Stored items from a collection
#####

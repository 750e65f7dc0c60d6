//! Core types for the video player

use devreel_core::VideoAttachment;
use serde::{Deserialize, Serialize};
use std::fmt;

/// Playback state as reconciled from media resource events
#[derive(Debug, Clone, Copy, Default, PartialEq, Eq, Serialize, Deserialize)]
pub enum PlaybackState {
    /// Nothing requested yet
    #[default]
    Idle,

    /// Play requested, waiting for the resource to start
    Loading,

    /// Resource confirmed playback
    Playing,

    /// Paused, ended, or play was rejected
    Paused,

    /// Playback stalled waiting for data
    Buffering,
}

impl PlaybackState {
    /// Controls may auto-hide only in this state
    pub fn is_playing(self) -> bool {
        matches!(self, Self::Playing)
    }

    /// Waiting on the resource, either for the first frame or more data
    pub fn is_waiting(self) -> bool {
        matches!(self, Self::Loading | Self::Buffering)
    }
}

/// Supported playback speeds
///
/// Any rate outside this set is rejected by the settings panel.
#[derive(Debug, Clone, Copy, Default, PartialEq, Eq, Hash, Serialize, Deserialize)]
pub enum PlaybackSpeed {
    Quarter,
    Half,
    ThreeQuarters,
    #[default]
    Normal,
    OneAndQuarter,
    OneAndHalf,
    OneAndThreeQuarters,
    Double,
}

impl PlaybackSpeed {
    /// Every supported speed, slowest first
    pub const ALL: [PlaybackSpeed; 8] = [
        Self::Quarter,
        Self::Half,
        Self::ThreeQuarters,
        Self::Normal,
        Self::OneAndQuarter,
        Self::OneAndHalf,
        Self::OneAndThreeQuarters,
        Self::Double,
    ];

    /// Rate multiplier handed to the media resource
    pub fn multiplier(self) -> f64 {
        match self {
            Self::Quarter => 0.25,
            Self::Half => 0.5,
            Self::ThreeQuarters => 0.75,
            Self::Normal => 1.0,
            Self::OneAndQuarter => 1.25,
            Self::OneAndHalf => 1.5,
            Self::OneAndThreeQuarters => 1.75,
            Self::Double => 2.0,
        }
    }

    /// Look up a supported speed by multiplier
    ///
    /// Returns `None` for NaN, infinities, and anything not in [`Self::ALL`].
    pub fn from_multiplier(value: f64) -> Option<Self> {
        if !value.is_finite() {
            return None;
        }

        Self::ALL
            .into_iter()
            .find(|speed| (speed.multiplier() - value).abs() < 1e-9)
    }

    /// Menu label, e.g. "Normal" or "1.5x"
    pub fn label(self) -> String {
        match self {
            Self::Normal => "Normal".to_string(),
            other => format!("{}x", other.multiplier()),
        }
    }
}

impl fmt::Display for PlaybackSpeed {
    fn fmt(&self, f: &mut fmt::Formatter<'_>) -> fmt::Result {
        write!(f, "{}x", self.multiplier())
    }
}

/// Position within the media, in seconds
#[derive(Debug, Clone, Copy, Default, PartialEq, Serialize, Deserialize)]
pub struct TimePosition {
    pub current_time: f64,

    /// Unknown until metadata loads or the caller supplies one
    pub duration: Option<f64>,
}

/// Where the media comes from
#[derive(Debug, Clone, PartialEq, Eq, Serialize, Deserialize)]
pub enum MediaSourceRef {
    /// Remote or relative URL
    Url(String),

    /// Opaque host handle (object URL, blob store key)
    Handle(u64),
}

impl fmt::Display for MediaSourceRef {
    fn fmt(&self, f: &mut fmt::Formatter<'_>) -> fmt::Result {
        match self {
            Self::Url(url) => write!(f, "{}", url),
            Self::Handle(handle) => write!(f, "handle:{}", handle),
        }
    }
}

/// Host reference to the element that goes fullscreen
#[derive(Debug, Clone, PartialEq, Eq, Hash, Serialize, Deserialize)]
pub struct ContainerRef(pub String);

impl ContainerRef {
    pub fn new(id: impl Into<String>) -> Self {
        Self(id.into())
    }

    pub fn as_str(&self) -> &str {
        &self.0
    }
}

/// Inputs supplied by the embedding view when mounting a player
#[derive(Debug, Clone, PartialEq, Serialize, Deserialize)]
pub struct PlayerProps {
    pub source: MediaSourceRef,

    /// Still image shown before the first frame
    pub poster: Option<String>,

    /// Caller-known duration in seconds, used until the resource reports its own
    pub duration: Option<f64>,
}

impl PlayerProps {
    pub fn new(source: MediaSourceRef) -> Self {
        Self {
            source,
            poster: None,
            duration: None,
        }
    }

    pub fn from_url(url: impl Into<String>) -> Self {
        Self::new(MediaSourceRef::Url(url.into()))
    }

    #[must_use]
    pub fn with_poster(mut self, poster: impl Into<String>) -> Self {
        self.poster = Some(poster.into());
        self
    }

    #[must_use]
    pub fn with_duration(mut self, duration: f64) -> Self {
        self.duration = Some(duration);
        self
    }
}

impl From<&VideoAttachment> for PlayerProps {
    fn from(video: &VideoAttachment) -> Self {
        Self {
            source: MediaSourceRef::Url(video.url.clone()),
            poster: video.poster_url.clone(),
            duration: video.duration_secs,
        }
    }
}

#####

> **DESCRIPTION OF THE TASK**:
Would you filter the records and copy out each line containing "MediaSourceRef"?

> **OUTPUT OF THE EXERCISE**:
pub enum MediaSourceRef {
impl fmt::Display for MediaSourceRef {
    pub source: MediaSourceRef,
    pub fn new(source: MediaSourceRef) -> Self {
        Self::new(MediaSourceRef::Url(url.into()))
            source: MediaSourceRef::Url(video.url.clone()),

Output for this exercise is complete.